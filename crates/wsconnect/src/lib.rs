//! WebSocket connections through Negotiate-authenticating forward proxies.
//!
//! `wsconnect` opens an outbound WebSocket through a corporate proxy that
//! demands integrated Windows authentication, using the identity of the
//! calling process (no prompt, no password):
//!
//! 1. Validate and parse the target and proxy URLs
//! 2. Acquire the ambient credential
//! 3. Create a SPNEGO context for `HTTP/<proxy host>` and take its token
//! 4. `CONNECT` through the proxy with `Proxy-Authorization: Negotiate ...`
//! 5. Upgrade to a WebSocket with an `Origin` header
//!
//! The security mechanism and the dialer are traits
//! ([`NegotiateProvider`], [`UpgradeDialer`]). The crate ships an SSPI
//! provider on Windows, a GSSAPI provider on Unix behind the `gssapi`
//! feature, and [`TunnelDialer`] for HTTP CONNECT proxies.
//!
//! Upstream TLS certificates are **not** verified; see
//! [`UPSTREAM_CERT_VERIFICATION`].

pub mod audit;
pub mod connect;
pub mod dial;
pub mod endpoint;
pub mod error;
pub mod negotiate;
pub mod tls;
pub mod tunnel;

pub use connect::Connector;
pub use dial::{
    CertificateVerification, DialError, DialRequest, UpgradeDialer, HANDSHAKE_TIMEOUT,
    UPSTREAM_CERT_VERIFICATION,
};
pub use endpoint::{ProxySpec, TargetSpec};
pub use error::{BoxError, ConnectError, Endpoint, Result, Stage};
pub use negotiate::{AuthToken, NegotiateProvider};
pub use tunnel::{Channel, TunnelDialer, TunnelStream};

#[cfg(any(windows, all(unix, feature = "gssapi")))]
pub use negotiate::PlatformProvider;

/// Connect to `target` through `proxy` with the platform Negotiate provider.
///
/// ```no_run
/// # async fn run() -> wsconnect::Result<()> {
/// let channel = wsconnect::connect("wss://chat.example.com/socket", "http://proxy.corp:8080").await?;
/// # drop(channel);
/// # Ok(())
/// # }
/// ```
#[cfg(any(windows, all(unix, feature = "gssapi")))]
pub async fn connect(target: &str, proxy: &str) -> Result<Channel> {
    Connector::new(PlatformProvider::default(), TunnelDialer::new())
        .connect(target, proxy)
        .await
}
------
**Task brief**
Copy every line of the data where "with" is found.

**The completed task**
//! 4. `CONNECT` through the proxy with `Proxy-Authorization: Negotiate ...`
//! 5. Upgrade to a WebSocket with an `Origin` header
/// Connect to `target` through `proxy` with the platform Negotiate provider.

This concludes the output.